コイルPJのセッションでは、三菱電機・東芝・京大のグループから4件、東芝・早大・北大・京大・阪大のグループから5件の発表があった。前者のグループは、3 TMRI超電導マグネット用の高温超電導コイルの開発状況について、小型試作モデルコイルの通電特性結果や、線材長手方向のバラつきの影響を解析した報告があった。後者のグループからは、10 T級のヒト全身用MRIの開発を目指し、極小口径10 Tコイルの設計試作や、巻線誤差が及ぼす不整磁場の評価結果の報告があった。

電力応用のポスターセッションでは、5件の発表があった。東大の熊谷らは、鉄道用直流超電導ケーブルに関して、真空断熱層からの侵入熱など、熱的特性やケーブル内の温度分布を解析した結果について報告した。冷却はGo-Return型で、冷媒の冷却は片方のケーブル端末部のみで行う。真空多層断熱層のSIにかかる圧縮力を考慮した侵入熱を設定し、超電導ケーブルの温度分布解析を行い、適用可能なケーブル長さと冷媒流量の検討を行ったとのことであった。

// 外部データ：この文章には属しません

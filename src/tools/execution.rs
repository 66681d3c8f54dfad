use crate::core::config::FslSettings;
use crate::core::error::FslError;
use crate::core::types::{EnvMap, ExecutionResult, OutputPolicy, ToolInvocation};
use crate::tools::environment::{
    check_release, EnvironmentSource, ShellScriptEnvironment, StaticEnvironment,
    DEFAULT_FSL_CONFIG,
};
use crate::tools::launcher::{ProcessLauncher, SystemLauncher};
use std::path::PathBuf;
use std::sync::{Arc, OnceLock};

/// Program used to locate tools inside the configured environment.
const LOOKUP_PROGRAM: &str = "which";

/// Locates and runs FSL tools under an environment resolved once per invoker.
pub struct ToolInvoker {
    source: Arc<dyn EnvironmentSource>,
    launcher: Arc<dyn ProcessLauncher>,
    expected_release: Option<String>,
    output_policy: OutputPolicy,
    env: OnceLock<EnvMap>,
}

impl ToolInvoker {
    /// A supplied `env` wins over `fslconfig`; with neither, the default
    /// FSL configuration script is sourced on first use.
    pub fn new(fslconfig: Option<PathBuf>, env: Option<EnvMap>) -> Self {
        let source: Arc<dyn EnvironmentSource> = match env {
            Some(env) => Arc::new(StaticEnvironment(env)),
            None => Arc::new(ShellScriptEnvironment::new(
                fslconfig.unwrap_or_else(|| PathBuf::from(DEFAULT_FSL_CONFIG)),
            )),
        };
        Self::from_source(source)
    }

    pub fn from_source(source: Arc<dyn EnvironmentSource>) -> Self {
        Self {
            source,
            launcher: Arc::new(SystemLauncher),
            expected_release: None,
            output_policy: OutputPolicy::default(),
            env: OnceLock::new(),
        }
    }

    pub fn from_settings(settings: &FslSettings) -> Self {
        let source =
            ShellScriptEnvironment::new(settings.fslconfig.clone()).with_shell(settings.shell.clone());
        let mut invoker = Self::from_source(Arc::new(source)).with_output_policy(
            if settings.verify_outputs {
                OutputPolicy::Verify
            } else {
                OutputPolicy::Trust
            },
        );
        invoker.expected_release = settings.release.clone();
        invoker
    }

    pub fn with_launcher(mut self, launcher: Arc<dyn ProcessLauncher>) -> Self {
        self.launcher = launcher;
        self
    }

    pub fn with_expected_release<T: Into<String>>(mut self, release: T) -> Self {
        self.expected_release = Some(release.into());
        self
    }

    pub fn with_output_policy(mut self, policy: OutputPolicy) -> Self {
        self.output_policy = policy;
        self
    }

    pub fn output_policy(&self) -> OutputPolicy {
        self.output_policy
    }

    /// Resolve the tool environment, sourcing the configuration on first use.
    pub fn environment(&self) -> Result<&EnvMap, FslError> {
        if let Some(env) = self.env.get() {
            return Ok(env);
        }

        let env = self.source.load(self.launcher.as_ref()).map_err(|err| {
            tracing::warn!(code = err.code(), "failed to resolve FSL environment: {}", err);
            err
        })?;

        if let Some(expected) = &self.expected_release {
            let found = check_release(&env, expected).map_err(|err| match err {
                FslError::Configuration { message, .. } => FslError::Configuration {
                    script: self.source.script().map(PathBuf::from),
                    message,
                },
                other => other,
            })?;
            tracing::debug!(release = %found, "FSL release accepted");
        }

        Ok(self.env.get_or_init(|| env))
    }

    /// Locate `tool` with `which` and return the path it prints.
    pub fn check_install(&self, tool: &str) -> Result<String, FslError> {
        let invocation =
            ToolInvocation::new(LOOKUP_PROGRAM, [tool]).with_env(self.environment()?.clone());
        tracing::debug!(tool, "looking up tool");

        let result = self.launcher.launch(&invocation)?;
        let resolved = result.stdout.lines().next().unwrap_or("").trim();
        if !result.success() || resolved.is_empty() {
            tracing::warn!(tool, exit_code = result.exit_code, "tool not found");
            return Err(FslError::MissingTool {
                tool: tool.to_string(),
            });
        }

        Ok(resolved.to_string())
    }

    /// Run `tool args...` and fail when it exits non-zero.
    pub fn run<I, A>(&self, tool: &str, args: I) -> Result<ExecutionResult, FslError>
    where
        I: IntoIterator<Item = A>,
        A: Into<String>,
    {
        let invocation = ToolInvocation::new(tool, args).with_env(self.environment()?.clone());
        tracing::debug!(command = %invocation.command_line(), "running tool");

        let result = self.launcher.launch(&invocation)?;
        if !result.success() {
            tracing::warn!(
                tool,
                exit_code = result.exit_code,
                stderr = %result.stderr.trim(),
                "tool failed"
            );
            return Err(FslError::Execution {
                tool: tool.to_string(),
                exit_code: result.exit_code,
                stderr: result.stderr,
            });
        }

        Ok(result)
    }
}

impl Default for ToolInvoker {
    fn default() -> Self {
        Self::new(None, None)
    }
}
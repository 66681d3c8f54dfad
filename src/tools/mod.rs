pub mod environment;
pub mod execution;
pub mod filetools;
pub mod launcher;

pub use environment::{EnvironmentSource, ShellScriptEnvironment, StaticEnvironment};
pub use execution::ToolInvoker;
pub use filetools::{apply_mask, fslreorient2std};
pub use launcher::{ProcessLauncher, SystemLauncher};
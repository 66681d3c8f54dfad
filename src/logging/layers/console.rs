use serde::{Deserialize, Serialize};
use std::fmt;
use std::io;
use tracing::Subscriber;
use tracing_subscriber::fmt::{self as tracing_fmt, format, writer::BoxMakeWriter};
use tracing_subscriber::registry::LookupSpan;

/// Layer type returned by the console builder.
pub type ConsoleFmtLayer<S> =
    tracing_fmt::Layer<S, format::DefaultFields, format::Format<format::Full>, BoxMakeWriter>;

/// Where console logs should be emitted.
///
/// Stdout is reserved for tool output, so stderr is the default.
#[derive(Serialize, Deserialize, Clone, Copy, Debug, PartialEq, Eq, Default)]
#[serde(rename_all = "lowercase")]
pub enum ConsoleOutput {
    Stdout,
    #[default]
    Stderr,
    None,
}

impl fmt::Display for ConsoleOutput {
    fn fmt(&self, f: &mut fmt::Formatter<'_>) -> fmt::Result {
        match self {
            ConsoleOutput::Stdout => write!(f, "stdout"),
            ConsoleOutput::Stderr => write!(f, "stderr"),
            ConsoleOutput::None => write!(f, "none"),
        }
    }
}

/// Build the console tracing layer for the provided subscriber type.
pub fn console_layer<S>(output: ConsoleOutput) -> ConsoleFmtLayer<S>
where
    S: Subscriber + for<'a> LookupSpan<'a>,
{
    let make_writer = match output {
        ConsoleOutput::Stdout => BoxMakeWriter::new(io::stdout),
        ConsoleOutput::Stderr => BoxMakeWriter::new(io::stderr),
        ConsoleOutput::None => BoxMakeWriter::new(io::sink),
    };

    tracing_fmt::layer()
        .with_writer(make_writer)
        .with_ansi(false)
        .with_target(false)
        .with_thread_ids(false)
        .with_thread_names(false)
}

東大の銭らは、鉄道用直流超電導ケーブルに関して、き電系を電気回路としてモデル化し、短絡事故が発生した場合の事故電流解析結果について報告した。路線は全長26.5 km5つの変電所を持ち、複線路線の上下線一括き電方式と仮定した。超電導ケーブル適用により、事故電流は大幅に増大するが、遮断器を全変電所の各出力に設置することにより、20.3 kAに制限することが可能になるとのことであった。九大の大坪らは、20 MVA級超電導変圧器に関して、突発短絡時における応答特性を解析し、最適設計を考察した結果について報告した。短絡後0.2秒の巻線温度の1ターン電圧依存性を求め、許容温度と1ターン電圧の関係を把握したとのことであった。九大の猿渡らは、洋上風力用15 MW級発電機に関して、EuBCO線材を用いて小型・軽量化を目指した設計検討について報告した。重量は常伝導発電機に対してほぼ1/4になる。小型化については、必要線材長が長くなることがわかったとのことであった。秋田県立大の二村らは、バルク超伝導体を用いた磁気浮上において、長時間継続する振動を抑制するために永久磁石に磁性流体を吸着する方法に関して、以前に自由振動に対する有効性を報告したが、今回は交流磁場による周期的な強制外力の場合の基礎特性を調査した結果について報告した。磁性流体の影響を考慮した連成振動モデルによって、磁性流体吸着の影響を簡易的に計算できることを確認した。